Among the following entries, say how many lines contain the word "contains"; the answer is a number and nothing else.

[[ Data to use, beginning ]]

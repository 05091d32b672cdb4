use crate::config::Config;
use crate::document::{DocumentMutator, DocumentStore, MutationReport};
use crate::error::{HealthError, Result};
use crate::metrics::MetricsRecord;
use crate::plan::ImprovementPlan;
use crate::score::{score_all, ScoredAgent};
use crate::team::{rank, TeamAnalysis};
use serde::{Deserialize, Serialize};
use std::fmt;

// ---------------------------------------------------------------------------
// AgentState
// ---------------------------------------------------------------------------

#[derive(Debug, Clone, Copy, PartialEq, Eq, Serialize, Deserialize)]
#[serde(rename_all = "snake_case")]
pub enum AgentState {
    Unscored,
    Scored,
    Diagnosed,
    Planned,
    DocumentUpdated,
    DocumentUpdateFailed,
    HealthyNoAction,
}

impl AgentState {
    pub fn as_str(self) -> &'static str {
        match self {
            AgentState::Unscored => "unscored",
            AgentState::Scored => "scored",
            AgentState::Diagnosed => "diagnosed",
            AgentState::Planned => "planned",
            AgentState::DocumentUpdated => "document_updated",
            AgentState::DocumentUpdateFailed => "document_update_failed",
            AgentState::HealthyNoAction => "healthy_no_action",
        }
    }

    pub fn is_terminal(self) -> bool {
        matches!(
            self,
            AgentState::DocumentUpdated
                | AgentState::DocumentUpdateFailed
                | AgentState::HealthyNoAction
        )
    }

    /// Forward-only; terminal states go nowhere.
    pub fn can_advance_to(self, next: AgentState) -> bool {
        use AgentState::*;
        matches!(
            (self, next),
            (Unscored, Scored)
                | (Scored, Diagnosed)
                | (Diagnosed, Planned)
                | (Diagnosed, HealthyNoAction)
                | (Diagnosed, DocumentUpdateFailed)
                | (Planned, DocumentUpdated)
                | (Planned, DocumentUpdateFailed)
        )
    }
}

impl fmt::Display for AgentState {
    fn fmt(&self, f: &mut fmt::Formatter<'_>) -> fmt::Result {
        f.write_str(self.as_str())
    }
}

// ---------------------------------------------------------------------------
// AgentOutcome
// ---------------------------------------------------------------------------

#[derive(Debug, Clone, Serialize, Deserialize)]
pub struct AgentOutcome {
    pub agent_key: String,
    pub state: AgentState,
    /// States visited, in order, starting at `unscored`.
    pub trail: Vec<AgentState>,
    #[serde(default, skip_serializing_if = "Option::is_none")]
    pub plan: Option<ImprovementPlan>,
    #[serde(default, skip_serializing_if = "Option::is_none")]
    pub mutation: Option<MutationReport>,
    #[serde(default, skip_serializing_if = "Option::is_none")]
    pub error: Option<String>,
}

impl AgentOutcome {
    fn start(agent_key: &str) -> Self {
        Self {
            agent_key: agent_key.to_string(),
            state: AgentState::Unscored,
            trail: vec![AgentState::Unscored],
            plan: None,
            mutation: None,
            error: None,
        }
    }

    fn advance(&mut self, next: AgentState) {
        debug_assert!(
            self.state.can_advance_to(next),
            "invalid transition {} -> {}",
            self.state,
            next
        );
        tracing::debug!(agent = %self.agent_key, from = %self.state, to = %next, "state change");
        self.state = next;
        self.trail.push(next);
    }
}

// ---------------------------------------------------------------------------
// PipelineReport
// ---------------------------------------------------------------------------

#[derive(Debug, Clone, Serialize, Deserialize)]
pub struct PipelineReport {
    pub analysis: TeamAnalysis,
    pub outcomes: Vec<AgentOutcome>,
}

impl PipelineReport {
    pub fn improved(&self) -> impl Iterator<Item = &AgentOutcome> {
        self.outcomes
            .iter()
            .filter(|o| o.state == AgentState::DocumentUpdated)
    }

    pub fn failed(&self) -> impl Iterator<Item = &AgentOutcome> {
        self.outcomes
            .iter()
            .filter(|o| o.state == AgentState::DocumentUpdateFailed)
    }
}

// ---------------------------------------------------------------------------
// Pipeline
// ---------------------------------------------------------------------------

/// Score and rank a batch of records.
pub fn analyze(records: Vec<MetricsRecord>, config: &Config) -> Result<TeamAnalysis> {
    let scored = score_all(records, &config.thresholds)?;
    rank(scored)
}

pub struct Pipeline<'a, S: DocumentStore> {
    config: &'a Config,
    mutator: &'a DocumentMutator<S>,
}

impl<'a, S: DocumentStore> Pipeline<'a, S> {
    pub fn new(config: &'a Config, mutator: &'a DocumentMutator<S>) -> Self {
        Self { config, mutator }
    }

    /// Diagnose, plan and, when there is something to fix, update the
    /// agent's document. Never fails; errors end in `document_update_failed`.
    pub fn improve_agent(&self, agent: &ScoredAgent) -> AgentOutcome {
        let mut outcome = AgentOutcome::start(&agent.identity().key);
        outcome.advance(AgentState::Scored);

        let plan = ImprovementPlan::build(agent, &self.config.thresholds, &self.config.policy);
        outcome.advance(AgentState::Diagnosed);

        let plan = match plan {
            Ok(Some(plan)) => plan,
            Ok(None) => {
                outcome.advance(AgentState::HealthyNoAction);
                return outcome;
            }
            Err(e) => {
                // No plan, so no document to address.
                tracing::warn!(agent = %outcome.agent_key, error = %e, "plan could not be built");
                outcome.error = Some(e.to_string());
                outcome.advance(AgentState::DocumentUpdateFailed);
                return outcome;
            }
        };
        outcome.advance(AgentState::Planned);

        match self.mutator.apply_plan(&plan, &plan.document_id) {
            Ok(report) => {
                outcome.mutation = Some(report);
                outcome.advance(AgentState::DocumentUpdated);
            }
            Err(e) => {
                tracing::warn!(agent = %outcome.agent_key, document = %plan.document_id, error = %e, "document update failed");
                outcome.error = Some(e.to_string());
                outcome.advance(AgentState::DocumentUpdateFailed);
            }
        }
        outcome.plan = Some(plan);
        outcome
    }

    /// Rank the team and run the lowest scorer through the pipeline.
    pub fn improve_worst(&self, records: Vec<MetricsRecord>) -> Result<PipelineReport> {
        let analysis = analyze(records, self.config)?;
        let lowest = analysis.lowest().ok_or(HealthError::EmptyTeam)?;
        let outcome = self.improve_agent(lowest);
        Ok(PipelineReport {
            analysis,
            outcomes: vec![outcome],
        })
    }

    /// Run every agent, worst first. One agent's failure does not stop the rest.
    pub fn improve_all(&self, records: Vec<MetricsRecord>) -> Result<PipelineReport> {
        let analysis = analyze(records, self.config)?;
        let outcomes = analysis
            .ranked
            .iter()
            .map(|agent| self.improve_agent(agent))
            .collect();
        let report = PipelineReport { analysis, outcomes };
        tracing::info!(
            agents = report.outcomes.len(),
            updated = report.improved().count(),
            failed = report.failed().count(),
            "improvement run finished"
        );
        Ok(report)
    }
}

// ---------------------------------------------------------------------------
// Tests
// ---------------------------------------------------------------------------

#[cfg(test)]
mod tests {
    use super::*;
    use crate::config::Thresholds;
    use crate::document::MemoryDocumentStore;
    use crate::metrics::tests::record;
    use crate::plan::PLAN_MARKER;
    use crate::score::score;
    use crate::types::Role;

    fn records() -> Vec<MetricsRecord> {
        vec![
            record("Healthy Bot", Role::BackendDeveloper, (14, 6, 6, 0), 5.0, 9.0),
            record("Critical Bot", Role::FrontendDeveloper, (3, 1, 0, 4), 70.0, 2.0),
            record("Warning Bot", Role::DevOpsEngineer, (5, 2, 1, 2), 30.0, 6.0),
        ]
    }

    fn store() -> MemoryDocumentStore {
        let store = MemoryDocumentStore::new();
        store.insert("healthy-bot-agent", "# Healthy Bot\n");
        store.insert("critical-bot-agent", "# Critical Bot\n");
        store
    }

    #[test]
    fn transitions_are_forward_only() {
        assert!(AgentState::Unscored.can_advance_to(AgentState::Scored));
        assert!(AgentState::Diagnosed.can_advance_to(AgentState::HealthyNoAction));
        assert!(!AgentState::DocumentUpdated.can_advance_to(AgentState::Unscored));
        assert!(!AgentState::Scored.can_advance_to(AgentState::Planned));
        assert!(AgentState::Diagnosed.can_advance_to(AgentState::DocumentUpdateFailed));
        assert!(!AgentState::Planned.can_advance_to(AgentState::HealthyNoAction));
        assert!(AgentState::HealthyNoAction.is_terminal());
        assert!(!AgentState::Planned.is_terminal());
    }

    #[test]
    fn improve_worst_updates_lowest_scorer() {
        let config = Config::default();
        let mutator = DocumentMutator::new(store());
        let report = Pipeline::new(&config, &mutator)
            .improve_worst(records())
            .unwrap();

        assert_eq!(report.outcomes.len(), 1);
        let outcome = &report.outcomes[0];
        assert_eq!(outcome.agent_key, "critical-bot@agents.dev");
        assert_eq!(outcome.state, AgentState::DocumentUpdated);
        assert_eq!(
            outcome.trail,
            [
                AgentState::Unscored,
                AgentState::Scored,
                AgentState::Diagnosed,
                AgentState::Planned,
                AgentState::DocumentUpdated
            ]
        );
        let doc = mutator.store().get("critical-bot-agent").unwrap();
        assert!(doc.contains(PLAN_MARKER));
        assert_eq!(mutator.improved_agents(), ["critical-bot@agents.dev"]);
    }

    #[test]
    fn healthy_agent_is_never_mutated() {
        let config = Config::default();
        let mutator = DocumentMutator::new(store());
        let pipeline = Pipeline::new(&config, &mutator);
        let report = pipeline
            .improve_all(vec![records().remove(0)])
            .unwrap();
        assert_eq!(report.outcomes[0].state, AgentState::HealthyNoAction);
        assert!(report.outcomes[0].plan.is_none());
        assert_eq!(mutator.store().get("healthy-bot-agent").unwrap(), "# Healthy Bot\n");
        assert!(mutator.improved_agents().is_empty());
    }

    #[test]
    fn improve_all_continues_past_failures() {
        let config = Config::default();
        let mutator = DocumentMutator::new(store());
        let report = Pipeline::new(&config, &mutator)
            .improve_all(records())
            .unwrap();

        let states: Vec<_> = report
            .outcomes
            .iter()
            .map(|o| (o.agent_key.as_str(), o.state))
            .collect();
        assert_eq!(
            states,
            [
                ("critical-bot@agents.dev", AgentState::DocumentUpdated),
                // warning-bot has no definition document
                ("warning-bot@agents.dev", AgentState::DocumentUpdateFailed),
                ("healthy-bot@agents.dev", AgentState::HealthyNoAction),
            ]
        );
        let failed: Vec<_> = report.failed().collect();
        assert!(failed[0].error.as_deref().unwrap().contains("warning-bot-agent"));
        assert!(failed[0].plan.is_some());
        assert_eq!(report.improved().count(), 1);
        assert!(mutator.store().get("warning-bot-agent").is_none());
    }

    #[test]
    fn plan_failure_skips_planned_state() {
        let config = Config::default();
        let mutator = DocumentMutator::new(store());
        let mut metrics = record("Critical Bot", Role::BackendDeveloper, (3, 1, 0, 4), 70.0, 2.0);
        metrics.agent.name = "!!!".to_string();
        metrics.agent.key = "@agents.dev".to_string();
        let health = score(&metrics, &Thresholds::default());
        let agent = ScoredAgent { metrics, health };

        let outcome = Pipeline::new(&config, &mutator).improve_agent(&agent);
        assert_eq!(
            outcome.trail,
            [
                AgentState::Unscored,
                AgentState::Scored,
                AgentState::Diagnosed,
                AgentState::DocumentUpdateFailed
            ]
        );
        assert!(outcome.plan.is_none());
        assert!(outcome.error.is_some());
        assert!(mutator.improved_agents().is_empty());
    }

    #[test]
    fn agents_sharing_a_document_stop_the_batch() {
        let config = Config::default();
        let store = MemoryDocumentStore::new();
        store.insert("bot-agent", "# Bot\n");
        let mutator = DocumentMutator::new(store);

        let mut alice = record("Bot", Role::BackendDeveloper, (3, 1, 0, 4), 70.0, 2.0);
        alice.agent.key = "alice@agents.dev".to_string();
        let mut bob = alice.clone();
        bob.agent.key = "bob@agents.dev".to_string();

        let err = Pipeline::new(&config, &mutator)
            .improve_all(vec![alice, bob])
            .unwrap_err();
        assert!(matches!(err, HealthError::InvalidMetricsRecord(_)));
        assert_eq!(mutator.store().get("bot-agent").unwrap(), "# Bot\n");
        assert!(mutator.improved_agents().is_empty());
    }

    #[test]
    fn empty_batch_is_rejected() {
        let config = Config::default();
        let mutator = DocumentMutator::new(store());
        let err = Pipeline::new(&config, &mutator)
            .improve_worst(Vec::new())
            .unwrap_err();
        assert!(matches!(err, HealthError::EmptyTeam));
    }

    #[test]
    fn invalid_record_stops_the_batch_before_scoring() {
        let config = Config::default();
        let mut batch = records();
        batch[1].agent.key.clear();
        assert!(matches!(
            analyze(batch, &config),
            Err(HealthError::InvalidMetricsRecord(_))
        ));
    }
}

[[ Data to use, end ]]

Exercise result: 2